I’m Broede Carmody and I’ll bring you some of the morning’s biggest stories as the day unfolds.
Here’s everything you need to know in the meantime:
- It’s been revealed that Sydney’s latest coronavirus death (a woman in her 50s) is the mother of two removalists who tested positive to COVID-19. NSW recorded 98 new cases yesterday. Twenty of those were infectious in the community. Meanwhile, seven NSW coronavirus patients are ventilated in ICU.
- Victorian authorities are expected to announce today when the state might come out of lockdown. Sixteen cases were recorded yesterday. There are more than 15,000 primary close contacts and 300 exposure sites across the state.
- There are three new cases in South Australia. They are an 81-year-old man, his daughter and a close contact. Sixteen people are isolating. New restrictions include masks in high-risk settings, gym closures and restaurants restricted to outdoor seated dining only.
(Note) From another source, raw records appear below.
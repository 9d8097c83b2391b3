use crate::db::Database;
use crate::types::{Fields, JobId, JobKey, JobStatus, JobSpec, fields, pending_fields};
use std::time::Duration;
use tempfile::NamedTempFile;


const NS: &str = "test:jobs";
const TTL: Duration = Duration::from_secs(3600);

async fn open_db() -> (NamedTempFile, Database) {
    let temp_file = NamedTempFile::new().unwrap();
    let db = Database::new(temp_file.path()).await.unwrap();
    (temp_file, db)
}

fn key(status: JobStatus, id: &str) -> JobKey {
    JobKey::new(NS, status, JobId::from(id))
}

/// Store a record directly in `status` with the given failure count
async fn seed(db: &Database, status: JobStatus, id: &str, failures: u32) -> JobKey {
    let job_key = key(status, id);
    let mut record = pending_fields(&JobSpec::new(format!("https://v.example/{id}")), 1_700_000_000);
    record.insert(fields::STATUS.into(), status.as_str().into());
    record.insert(fields::FAILED_COUNT.into(), failures.to_string());
    db.hash_set(&job_key.to_string(), &record).await.unwrap();
    job_key
}

fn extra(pairs: &[(&str, &str)]) -> Fields {
    pairs
        .iter()
        .map(|(k, v)| (k.to_string(), v.to_string()))
        .collect()
}

#[tokio::test]
async fn test_list_jobs_returns_one_namespace() {
    let (_file, db) = open_db().await;
    seed(&db, JobStatus::Failed, "a", 2).await;
    seed(&db, JobStatus::Failed, "b", 0).await;
    seed(&db, JobStatus::Completed, "c", 0).await;

    let failed = super::list_jobs(&db, NS, JobStatus::Failed).await.unwrap();
    let ids: Vec<_> = failed.iter().map(|r| r.job_id.as_str()).collect();
    assert_eq!(ids, vec!["a", "b"]);
    assert_eq!(failed[0].failed_count, 2);
    assert_eq!(failed[0].status, JobStatus::Failed);

    db.close().await;
}
//! Scripted stand-ins for the downloader and prober used across test modules.

use super::{DownloadExecutor, ExecutionOutcome, ExecutionRequest, Prober};
use crate::types::JobSpec;
use crate::{Error, Result};
use async_trait::async_trait;
use std::collections::VecDeque;
use std::path::PathBuf;
use std::sync::Mutex;

/// What the next scripted run does
#[derive(Debug, Clone)]
pub(crate) enum Step {
    /// Exit successfully after writing `<title> [<job_id>].mp4` into staging
    Produce(&'static str),
    /// Exit successfully without producing a file
    Vanish,
    /// Exit with a failure diagnostic
    Fail(&'static str),
    /// Fail to start at all
    Crash(&'static str),
}

/// Downloader that follows a script instead of running a binary
///
/// Once the script runs out, every call produces a file titled "clip".
pub(crate) struct ScriptedExecutor {
    staging_root: PathBuf,
    steps: Mutex<VecDeque<Step>>,
    calls: Mutex<Vec<ExecutionRequest>>,
}

impl ScriptedExecutor {
    pub(crate) fn new(staging_root: impl Into<PathBuf>, steps: Vec<Step>) -> Self {
        Self {
            staging_root: staging_root.into(),
            steps: Mutex::new(steps.into()),
            calls: Mutex::new(Vec::new()),
        }
    }

    /// Every request received so far, in order
    pub(crate) fn calls(&self) -> Vec<ExecutionRequest> {
        self.calls.lock().unwrap().clone()
    }
}

#[async_trait]
impl DownloadExecutor for ScriptedExecutor {
    async fn execute(&self, request: &ExecutionRequest) -> Result<ExecutionOutcome> {
        self.calls.lock().unwrap().push(request.clone());
        let step = self
            .steps
            .lock()
            .unwrap()
            .pop_front()
            .unwrap_or(Step::Produce("clip"));

        match step {
            Step::Produce(title) => {
                let dir = self.staging_root.join(&request.savedir);
                tokio::fs::create_dir_all(&dir).await?;
                let name = format!("{} [{}].mp4", title, request.job_id);
                tokio::fs::write(dir.join(&name), title.as_bytes()).await?;
                Ok(ExecutionOutcome::succeeded(format!(
                    "[download] Destination: {name}"
                )))
            }
            Step::Vanish => Ok(ExecutionOutcome::succeeded("")),
            Step::Fail(diagnostic) => Ok(ExecutionOutcome::failed(diagnostic)),
            Step::Crash(reason) => Err(Error::ExternalTool(reason.to_string())),
        }
    }

    fn name(&self) -> &'static str {
        "scripted"
    }
}

/// Prober returning a fixed expansion, or failing every call
pub(crate) struct ScriptedProber {
    specs: Option<Vec<JobSpec>>,
    calls: Mutex<Vec<(String, Vec<String>, Option<String>)>>,
}

impl ScriptedProber {
    /// Every probe yields `specs`, with the caller's options and savedir applied
    pub(crate) fn returning(specs: Vec<JobSpec>) -> Self {
        Self {
            specs: Some(specs),
            calls: Mutex::new(Vec::new()),
        }
    }

    /// Every probe fails
    pub(crate) fn failing() -> Self {
        Self {
            specs: None,
            calls: Mutex::new(Vec::new()),
        }
    }

    /// Arguments of every probe so far
    pub(crate) fn calls(&self) -> Vec<(String, Vec<String>, Option<String>)> {
        self.calls.lock().unwrap().clone()
    }
}

#[async_trait]
impl Prober for ScriptedProber {
    async fn probe(
        &self,
        url: &str,
        options: &[String],
        savedir: Option<&str>,
    ) -> Result<Vec<JobSpec>> {
        self.calls.lock().unwrap().push((
            url.to_string(),
            options.to_vec(),
            savedir.map(str::to_string),
        ));

        let Some(specs) = &self.specs else {
            return Err(Error::Probe("ERROR: Unsupported URL".to_string()));
        };
        Ok(specs
            .iter()
            .cloned()
            .map(|spec| JobSpec {
                options: options.to_vec(),
                savedir: savedir.map(str::to_string),
                ..spec
            })
            .collect())
    }

    fn name(&self) -> &'static str {
        "scripted"
    }
}
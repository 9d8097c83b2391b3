//! OpenAPI documentation and schema generation
//!
//! The document is generated at compile time with utoipa.

use utoipa::OpenApi;

/// OpenAPI documentation for the mediaq ingestion API
///
/// Served at `/openapi.json`, and through Swagger UI at `/swagger-ui` when enabled.
#[derive(OpenApi)]
#[openapi(
    info(
        title = "mediaq ingestion API",
        version = "0.1.0",
        description = "Submit download requests, manage scheduled requests and inspect job records",
        license(
            name = "MIT OR Apache-2.0"
        )
    ),
    servers(
        (url = "http://localhost:5000", description = "Local development server")
    ),
    paths(
        // Submission
        crate::api::routes::submit_download,
        crate::api::routes::process_scheduled,
        crate::api::routes::reset_retries,

        // Deferred requests
        crate::api::routes::schedule_request,
        crate::api::routes::list_scheduled,

        // Job records
        crate::api::routes::list_jobs_by_status,

        // System
        crate::api::routes::health_check,
        crate::api::routes::openapi_spec,
    ),
    components(schemas(
        crate::types::JobId,
        crate::types::JobStatus,
        crate::types::JobRecord,
        crate::types::JobSpec,
        crate::types::ScheduledRequest,

        crate::api::routes::DownloadRequest,
        crate::api::routes::ProcessScheduledRequest,
        crate::api::routes::MessageResponse,
        crate::api::routes::CountResponse,

        crate::error::ApiError,
        crate::error::ErrorDetail,
    )),
    tags(
        (name = "downloads", description = "Submit URLs, process scheduled requests, reset retries"),
        (name = "schedule", description = "Requests stored for later processing"),
        (name = "jobs", description = "Job records by status"),
        (name = "system", description = "Health check and OpenAPI document"),
    )
)]
pub struct ApiDoc;

// unwrap/expect are acceptable in tests for concise failure-on-error assertions
#[allow(clippy::unwrap_used, clippy::expect_used)]
#[cfg(test)]
mod tests {
    use super::*;

    #[test]
    fn test_openapi_spec_lists_every_route() {
        let spec = ApiDoc::openapi();
        let paths: Vec<&str> = spec.paths.paths.keys().map(String::as_str).collect();

        for expected in [
            "/download",
            "/download/scheduled",
            "/download/retry",
            "/schedule",
            "/jobs/{status}",
            "/health",
            "/openapi.json",
        ] {
            assert!(paths.contains(&expected), "missing path {expected}");
        }
    }

    #[test]
    fn test_openapi_spec_has_schemas_and_tags() {
        let spec = ApiDoc::openapi();

        let components = spec.components.unwrap();
        assert!(components.schemas.contains_key("JobRecord"));
        assert!(components.schemas.contains_key("ApiError"));

        let tags = spec.tags.unwrap();
        let tag_names: Vec<&str> = tags.iter().map(|t| t.name.as_str()).collect();
        assert_eq!(tag_names, vec!["downloads", "schedule", "jobs", "system"]);
    }

    #[test]
    fn test_openapi_json_serialization() {
        let json = serde_json::to_value(ApiDoc::openapi()).expect("Should serialize to JSON");

        assert_eq!(json["info"]["title"], "mediaq ingestion API");
        assert!(json["openapi"].as_str().unwrap().starts_with("3."));
    }
}
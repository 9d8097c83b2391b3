//! Job store for mediaq
//!
//! A small Redis-shaped store on top of SQLite: string-field hashes with an
//! optional expiry, and FIFO lists. Several worker processes and the API share
//! one database file.
//!
//! ## Submodules
//!
//! Methods on [`Database`] are organized by data structure:
//! - [`migrations`] - Database lifecycle, schema migrations
//! - [`hashes`] - Hash records: read, merge, counters, TTL, prefix scans, moves
//! - [`lists`] - FIFO lists: push, exactly-once pop, blocking pop

use crate::error::DatabaseError;
use crate::{Error, Result};
use sqlx::pool::PoolConnection;
use sqlx::sqlite::{Sqlite, SqlitePool};
use sqlx::SqliteConnection;

mod hashes;
mod lists;
mod migrations;

/// Database handle for mediaq
#[derive(Clone)]
pub struct Database {
    pool: SqlitePool,
}

impl Database {
    async fn acquire(&self) -> Result<PoolConnection<Sqlite>> {
        self.pool.acquire().await.map_err(|e| {
            Error::Database(DatabaseError::ConnectionFailed(format!(
                "Failed to acquire connection: {}",
                e
            )))
        })
    }

    /// Start a write transaction holding the database lock from the first statement
    async fn begin_immediate(conn: &mut SqliteConnection) -> Result<()> {
        sqlx::query("BEGIN IMMEDIATE")
            .execute(&mut *conn)
            .await
            .map_err(|e| {
                Error::Database(DatabaseError::QueryFailed(format!(
                    "Failed to begin transaction: {}",
                    e
                )))
            })?;
        Ok(())
    }

    /// Commit on success, roll back on error
    async fn finish<T>(conn: &mut SqliteConnection, result: Result<T>) -> Result<T> {
        match result {
            Ok(value) => {
                sqlx::query("COMMIT")
                    .execute(&mut *conn)
                    .await
                    .map_err(|e| {
                        Error::Database(DatabaseError::QueryFailed(format!(
                            "Failed to commit transaction: {}",
                            e
                        )))
                    })?;
                Ok(value)
            }
            Err(e) => {
                let _ = sqlx::query("ROLLBACK").execute(&mut *conn).await;
                Err(e)
            }
        }
    }
}

/// Current Unix time in seconds
pub(crate) fn unix_now() -> i64 {
    chrono::Utc::now().timestamp()
}

// unwrap/expect are acceptable in tests for concise failure-on-error assertions
#[allow(clippy::unwrap_used, clippy::expect_used)]
#[cfg(test)]
mod tests;
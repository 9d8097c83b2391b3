//! # mediaq
//!
//! Durable download job queue around an external downloader.
//!
//! Producers probe a requested URL into one or more jobs and append them to a
//! submission queue. Each worker activation claims one job (preferring failed
//! jobs that may still be retried), runs the downloader into a staging
//! directory, delivers the produced file to its final location and records the
//! outcome. Job state lives only in the store, under keys of the form
//! `<namespace>:<status>:<job_id>`.
//!
//! ## Quick Start
//!
//! ```no_run
//! use mediaq::executor::NoOpExecutor;
//! use mediaq::jobs::Enqueuer;
//! use mediaq::types::JobSpec;
//! use mediaq::{Config, Database, Worker};
//! use std::sync::Arc;
//!
//! #[tokio::main]
//! async fn main() -> Result<(), Box<dyn std::error::Error>> {
//!     let config = Config::default();
//!     let db = Database::new(&config.store.database_path).await?;
//!
//!     let enqueuer = Enqueuer::new(db.clone(), &config.store.queue_key, &config.store.requests_key);
//!     enqueuer.enqueue(&JobSpec::new("https://video.example/watch?v=1")).await?;
//!
//!     let worker = Worker::new(db, &config, Arc::new(NoOpExecutor));
//!     println!("{:?}", worker.run_once().await?);
//!     Ok(())
//! }
//! ```

#![warn(missing_docs)]
#![warn(clippy::all)]
#![warn(clippy::unwrap_used)]
#![warn(clippy::expect_used)]

/// REST API module
pub mod api;
/// Configuration types
pub mod config;
/// Job store
pub mod db;
/// Error types
pub mod error;
/// External downloader integration
pub mod executor;
/// Job lifecycle: migration, retry scanning, enqueueing
pub mod jobs;
/// File delivery from staging to the final root
pub mod reconcile;
/// Core types
pub mod types;
/// Utility functions
pub mod utils;
/// Worker activations
pub mod worker;

// Re-export commonly used types
pub use config::Config;
pub use db::Database;
pub use error::{ApiError, DatabaseError, Error, ErrorDetail, ReconcileError, Result, ToHttpStatus};
pub use types::{JobId, JobKey, JobRecord, JobSpec, JobStatus, WorkOutcome};
pub use worker::Worker;

/// Wait for a termination signal.
///
/// - **Unix:** SIGTERM or SIGINT, falling back to whichever handler could be registered.
/// - **Windows/other:** Ctrl+C via `tokio::signal::ctrl_c()`.
///
/// # Example
///
/// ```no_run
/// use mediaq::api::ShutdownSignal;
///
/// # async fn example() {
/// let shutdown = ShutdownSignal::new();
/// tokio::spawn({
///     let shutdown = shutdown.clone();
///     async move {
///         mediaq::wait_for_signal().await;
///         shutdown.trigger();
///     }
/// });
/// # }
/// ```
#[cfg(unix)]
pub async fn wait_for_signal() {
    use tokio::signal::unix::{SignalKind, signal};

    // Registration can fail in restricted environments (containers, tests)
    match (signal(SignalKind::terminate()), signal(SignalKind::interrupt())) {
        (Ok(mut sigterm), Ok(mut sigint)) => {
            tokio::select! {
                _ = sigterm.recv() => tracing::info!("received SIGTERM"),
                _ = sigint.recv() => tracing::info!("received SIGINT"),
            }
        }
        (Ok(mut sigterm), Err(e)) => {
            tracing::warn!(error = %e, "could not register SIGINT handler, waiting for SIGTERM only");
            sigterm.recv().await;
            tracing::info!("received SIGTERM");
        }
        (Err(e), Ok(mut sigint)) => {
            tracing::warn!(error = %e, "could not register SIGTERM handler, waiting for SIGINT only");
            sigint.recv().await;
            tracing::info!("received SIGINT");
        }
        (Err(e), Err(_)) => {
            tracing::error!(error = %e, "could not register any signal handler, using ctrl_c fallback");
            tokio::signal::ctrl_c().await.ok();
        }
    }
}

/// Wait for a termination signal (Ctrl+C on this platform)
#[cfg(not(unix))]
pub async fn wait_for_signal() {
    if let Err(e) = tokio::signal::ctrl_c().await {
        tracing::error!(error = %e, "failed to listen for Ctrl+C");
    }
}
- The Australian government has named China as the orchestrator of “malicious cyber attacks” against the Microsoft Exchange program. The hack, undertaken earlier this year, compromised tens of thousands of computers around the world. The naming-and-shaming (in conjunction with allies such as the United States) represents the latest challenge to relations between Australia and China.
- Two new mass vaccination centres are opening in Ipswich and the Gold Coast in Queensland. More than 200,000 Queenslanders are on a waiting list for the Pfizer vaccine.
- And in overseas news, Ash Barty has touched down in Tokyo ahead of the Olympic Games. It comes as an American gymnast tests positive to COVID-19.